A security rating is not a recommendation to buy, sell or hold securities
and may be subject to revision or withdrawal at any time by the rating
organization.
CONTRACTUAL OBLIGATIONS AND COMMITMENTS
During the three months ended September 30, 2009, our long term debt
decreased by $349 million due to payments on our long term revolving credit
facility, as well as due to a lower Canadian dollar equivalent amount for our
Notes (principal and interest) due exclusively to a stronger Canadian dollar.
The following table shows our contractual obligations and commitments
related to financial liabilities at September 30, 2009.
<<
-------------------------------------------------------------------------
Remaining 2010 - 2012 -
In $ millions Total 2009 2011 2013 Thereafter
-------------------------------------------------------------------------
Accounts payable
and accrued
liabilities(1) $ 80 $ 80 $ - $ - $ -
Long-term debt (Notes
- principal)(2) 1,874 - - - 1,874
Long-term debt
(Notes - interest)(3) 836 76 304 304 152
Long-term debt
(Revolving)(4) 135 - 135 - -
Capital leases(5) 69 1 6 6 56
Operating leases and
other commitments(6) 74 3 20 20 31
Contracts and purchase
orders(7) 9 9 - - -
-------------------------------------------------------------------------
Total commitments $ 3,077 $ 169 $ 465 $ 330 $ 2,113
-------------------------------------------------------------------------
Notes:
(1) Excludes accrued interest expense related to the Notes.
(2) Consists of principal repayments on the Notes, translated into
Canadian dollars using an exchange rate of CDN$1.07 to US$1.00 at
September 30, 2009.
(3) Consists of scheduled interest payments on the Notes, translated into
Canadian dollars using an exchange rate of CDN$1.07 to US$1.00 at
September 30, 2009.
(4) Consists of $135 million drawn on the revolving credit facility.
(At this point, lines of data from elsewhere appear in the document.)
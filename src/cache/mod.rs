//! Three-Tiered Fetch Cache
//!
//! Volatile in-process (L1), shared remote (L2) and durable columnar (L3)
//! tiers for tabular fetch results.
//!
//! # Architecture
//!
//! ```text
//! ┌──────────────────────────────────────────────────────────────────────┐
//! │                         FetchOrchestrator                            │
//! ├──────────────────────────────────────────────────────────────────────┤
//! │  L1 (in-process)      │ L2 (remote)           │ L3 (disk)            │
//! │  ┌────────────────┐   │ ┌──────────────────┐  │ ┌────────────────┐   │
//! │  │ LRU + TTL      │   │ │ Redis / in-mem   │  │ │ Arrow IPC files│   │
//! │  │ entry-bounded  │   │ │ IPC stream + tag │  │ │ + manifest.json│   │
//! │  └────────────────┘   │ └──────────────────┘  │ └────────────────┘   │
//! │         ▲             │          ▲            │        │   ▲         │
//! │         └─────────────┴──── promotion ────────┴────────┘   │         │
//! │                                          BackgroundWriter ─┘         │
//! └──────────────────────────────────────────────────────────────────────┘
//! ```
//!
//! # Design Principles
//!
//! - L1 and L2 are accelerators; the L3 manifest is the durable authority
//! - A failing tier degrades to a miss and is never surfaced to callers
//! - L3 writes go through a bounded queue and never block a fetch

mod entry;
mod key;
mod l1;
mod l2;
mod l3;
mod metrics;
mod writer;
pub mod codec;
pub mod compression;
pub mod manifest;

pub use compression::{CompressionAlgorithm, Envelope};
pub use entry::{CacheEntry, EntryMetadata};
pub use key::{canonical_params, content_hash, CacheKey, Params, CONTENT_HASH_LEN};
pub use l1::{L1Config, L1Stats, VolatileLocalCache};
pub use l2::{
    InMemoryRemoteStore, L2Stats, RedisStore, RemoteStore, SharedRemoteCache, StoreOutcome,
    DEFAULT_OP_TIMEOUT,
};
pub use l3::{DurableColumnarCache, EvictionReport, L3Stats, NamespaceUsage};
pub use manifest::{Manifest, ManifestEntry, RootConfig};
pub use metrics::{CacheMetrics, Counter, LatencyEma, MetricsSnapshot};
pub use writer::{BackgroundWriter, EnqueueError, ShutdownMode, WriteJob, WriterStats};

/// Default L1 capacity (entries)
pub const DEFAULT_L1_CAPACITY: usize = 1024;

/// Default TTL when neither the namespace nor the heuristic picks one
pub const DEFAULT_TTL_SECS: u64 = 3600;

/// Fraction of the L3 cap that eviction shrinks usage down to
pub const DEFAULT_EVICTION_TARGET_RATIO: f64 = 0.9;

/// Default depth of the L3 background write queue
pub const DEFAULT_WRITE_QUEUE_CAPACITY: usize = 256;

/// Minimum payload size before the L2 envelope compresses
pub const L2_MIN_COMPRESS_SIZE: usize = 1024;

/// Result of a single tier lookup
///
/// Tiers never raise on the read path; failures come back as
/// `Unavailable` or `Failed` and the caller treats them as a miss.
#[derive(Debug)]
pub enum Lookup<T> {
    /// Value found
    Hit(T),
    /// Tier reachable, key absent
    Miss,
    /// Tier skipped (disabled or cooling down after an outage)
    Unavailable,
    /// Tier call failed; carries the reason for logs and provenance
    Failed(String),
}

impl<T> Lookup<T> {
    pub fn is_hit(&self) -> bool {
        matches!(self, Lookup::Hit(_))
    }

    /// Collapse into an option, dropping the miss reason
    pub fn hit(self) -> Option<T> {
        match self {
            Lookup::Hit(v) => Some(v),
            _ => None,
        }
    }
}

// =============================================================================
// Tests
// =============================================================================

#[cfg(test)]
mod tests {
    use super::*;

    #[test]
    fn test_defaults() {
        assert_eq!(DEFAULT_L1_CAPACITY, 1024);
        assert!(DEFAULT_EVICTION_TARGET_RATIO > 0.0 && DEFAULT_EVICTION_TARGET_RATIO < 1.0);
        assert_eq!(L2_MIN_COMPRESS_SIZE, 1024);
    }

    #[test]
    fn test_lookup_collapse() {
        assert_eq!(Lookup::Hit(3).hit(), Some(3));
        assert!(Lookup::<i32>::Miss.hit().is_none());
        assert!(Lookup::<i32>::Failed("io".into()).hit().is_none());
        assert!(!Lookup::<i32>::Unavailable.is_hit());
    }
}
The
repayment represents only the final repayment of the facility at its
scheduled maturity in 2011. In addition, we are contractually
obligated for interest payments on borrowings and standby charges in
respect to undrawn amounts under the revolving credit facility, which
are not reflected in the above table as amounts cannot reasonably be
estimated due to the revolving nature of the facility and variable
interest rates. In addition, such interest amounts are not material
relative to our other commitments.
(5) Consists of our share of future payments under our product
transportation agreements with respect to future tolls during the
initial contract term.
(6) Consists of our share of payments under our product transportation
agreements with respect to future tolls during the initial contract
term.
(7) Consists of our share of commitments associated with contracts and
purchase orders in connection with the Long Lake Project and our
other oil sands activities associated with future phases.
>>
NETBACKS
We have provided below an update to our estimated netback for Phase 1 of
the Project that was last updated in our MD&A filed on SEDAR on July 28, 2009.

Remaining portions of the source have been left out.